Today, tens of thousands of people still remain in cramped temporary housing, while others have found shelter in new cities or with relatives.
Meanwhile, the government of Prime Minister Shinzo Abe is making a national push to revive Japan's nuclear energy program, upsetting the public who want the government to pull the plug on nuclear power for good.
Click ahead for images of the affected areas, the ongoing search for missing people and the state of the Fukushima nuclear plant three years on from the disaster.
—— By CNBC's Ansuya Harjani
Posted 11 March 2014
Paying respects to victims
Relatives pray for tsunami victims at the seashore in the Arahama district in Sendai, Miyagi prefecture in Japan's northeastern Tohoku region.
The tsunami sent a huge wall of water into the coast of the Tohoku region, splintering whole communities and destroying strips of prime farmland.
Nearly 16,000 people were killed and over were 6,000 injured by the quake, tsunami or resulting fires.
Search for the missing
Divers of a Japanese Coast Guard marine rescue unit enter the water in hopes of finding missing persons.
Three years after the disaster, more than 2,600 people remain missing in Japan; their bodies were presumably swept out to sea.
Photographs lost and found
An elderly man looks through photographs, which were repaired after being washed away by the tsunami at a gymnasium in Sendai, Miyagi prefecture.
Tsunami-ravaged school
A cenotaph for tsunami victims is built in front of a former elementary school in Ishinomaki, Miyagi prefecture.
Remains of the tsunami
A collapsed building remains unremoved from a fishing port in Onagawa, Miyagi prefecture.
Honoring lost lives
A Buddhist statue erected to honor Japan's tsunami victims is seen on the seashore in the Arahama district of Sendai, Miyagi prefecture.
Radiation check
Firefighters check radiation levels at a community center as they patrol the town of Namie, near the stricken Fukushima Dai-ichinuclear plant.
A pressing concern among Japan residents remains consuming food contaminated with radioactive material.
In the three months following the catastrophe, 53 percent of fish sampled off Fukushima showed radiation levels surpassing the safety limit of 100 becquerels per kilogram, CBS reported.
However, by the following year, the proportion of contaminated fish had halved and in November 2013, only 2.2 percent of samples tested unsafe.
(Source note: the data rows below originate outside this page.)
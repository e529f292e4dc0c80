//! SQLite persistence for issued access tokens.

use chrono::{DateTime, Utc};
use sqlx::{Row, SqlitePool};
use tokio::sync::watch;
use tokio::task::JoinHandle;
use tracing::{debug, error, info};

use crate::credentials::{Credential, IssuedToken};

#[derive(Debug, thiserror::Error)]
pub enum PersistenceError {
    #[error("Database error: {0}")]
    Sqlx(#[from] sqlx::Error),
    #[error("Migration error: {0}")]
    Migrate(#[from] sqlx::migrate::MigrateError),
}

pub async fn migrate(pool: &SqlitePool) -> Result<(), PersistenceError> {
    sqlx::migrate!().run(pool).await?;
    Ok(())
}

pub async fn save(pool: &SqlitePool, token: &IssuedToken) -> Result<(), PersistenceError> {
    sqlx::query(
        r"
        INSERT INTO kite_sessions (access_token, issued_at)
        VALUES (?, ?)
        ",
    )
    .bind(&token.access_token)
    .bind(token.issued_at)
    .execute(pool)
    .await?;

    Ok(())
}

/// Most recently issued token, if any was ever stored.
pub async fn load_latest(pool: &SqlitePool) -> Result<Option<IssuedToken>, PersistenceError> {
    let row = sqlx::query(
        r"
        SELECT access_token, issued_at
        FROM kite_sessions
        ORDER BY id DESC
        LIMIT 1
        ",
    )
    .fetch_optional(pool)
    .await?;

    let Some(row) = row else {
        return Ok(None);
    };

    let access_token: String = row.try_get("access_token")?;
    let issued_at: DateTime<Utc> = row.try_get("issued_at")?;

    Ok(Some(IssuedToken::new(access_token, issued_at)))
}

/// Writes every token change published on `credentials` until the sending
/// side is dropped. Write failures are logged and do not stop the task.
pub fn spawn_persistence(
    pool: SqlitePool,
    mut credentials: watch::Receiver<Credential>,
) -> JoinHandle<()> {
    tokio::spawn(async move {
        while credentials.changed().await.is_ok() {
            let token = credentials.borrow_and_update().token.clone();
            let Some(token) = token else {
                continue;
            };

            match save(&pool, &token).await {
                Ok(()) => info!(issued_at = %token.issued_at, "Persisted access token"),
                Err(error) => error!(%error, "Failed to persist access token"),
            }
        }

        debug!("Credential store closed, persistence task exiting");
    })
}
Containing the toxic water
Welded water storage tanks are seen being built above ground at the Fukushima power plant in Okuma, Fukushima Prefecture
Tokyo Electric Power Co (Tepco), pours hundreds of tonnes of water a day over the reactors to cool them after the tsunami caused nuclear fuel to melt down, according to Reuters. The radioactive runoff is stored in tanks above ground.
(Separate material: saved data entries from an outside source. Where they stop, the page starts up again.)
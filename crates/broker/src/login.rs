use async_trait::async_trait;
use std::fmt::Debug;

/// Account credentials for the interactive web login.
#[derive(Clone, PartialEq, Eq)]
pub struct LoginCredentials {
    pub user_id: String,
    pub password: String,
    /// Second factor: the account PIN or a current TOTP code
    pub pin: String,
}

impl Debug for LoginCredentials {
    fn fmt(&self, f: &mut std::fmt::Formatter<'_>) -> std::fmt::Result {
        f.debug_struct("LoginCredentials")
            .field("user_id", &self.user_id)
            .field("password", &"<redacted>")
            .field("pin", &"<redacted>")
            .finish()
    }
}

#[derive(Debug, thiserror::Error)]
pub enum LoginError {
    #[error("Login rejected: {0}")]
    Rejected(String),
    #[error("Login flow ended at {url} without a request token")]
    MissingRequestToken { url: String },
    #[error("Too many redirects while following {url}")]
    TooManyRedirects { url: String },
    #[error("Login request failed: {0}")]
    Reqwest(#[from] reqwest::Error),
    #[error("URL parsing failed: {0}")]
    Url(#[from] url::ParseError),
    #[error("Unexpected login response from {endpoint}: {body}")]
    UnexpectedResponse { endpoint: String, body: String },
}

/// Drives the broker's interactive login and returns the one-time request
/// token it redirects to.
#[async_trait]
pub trait LoginAutomator: Send + Sync + Debug {
    async fn login(
        &self,
        login_url: &str,
        credentials: &LoginCredentials,
    ) -> Result<String, LoginError>;
}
Inside the Fukushima power plant
The central operating control room of the No. 1 and No. 2 reactors at the crippled Fukushima power plant was opened to the media this week.
Tepco faces the challenge of working out how to shutdown these reactors, which suffered meltdowns and remain dangerously radioactive, according to CNN.
Down with nuclear power
Over the weekend, thousands rallied in front of the Japanese parliament to demand an end to nuclear power ahead of the third anniversary of the Fukushima disaster.
Participants at the demonstration, one of several planned across cities in Japan, also vowed to block a move by the government of Prime Minister Shinzo Abe to restart some of the 48 idled nuclear reactors, the Associated Press reported.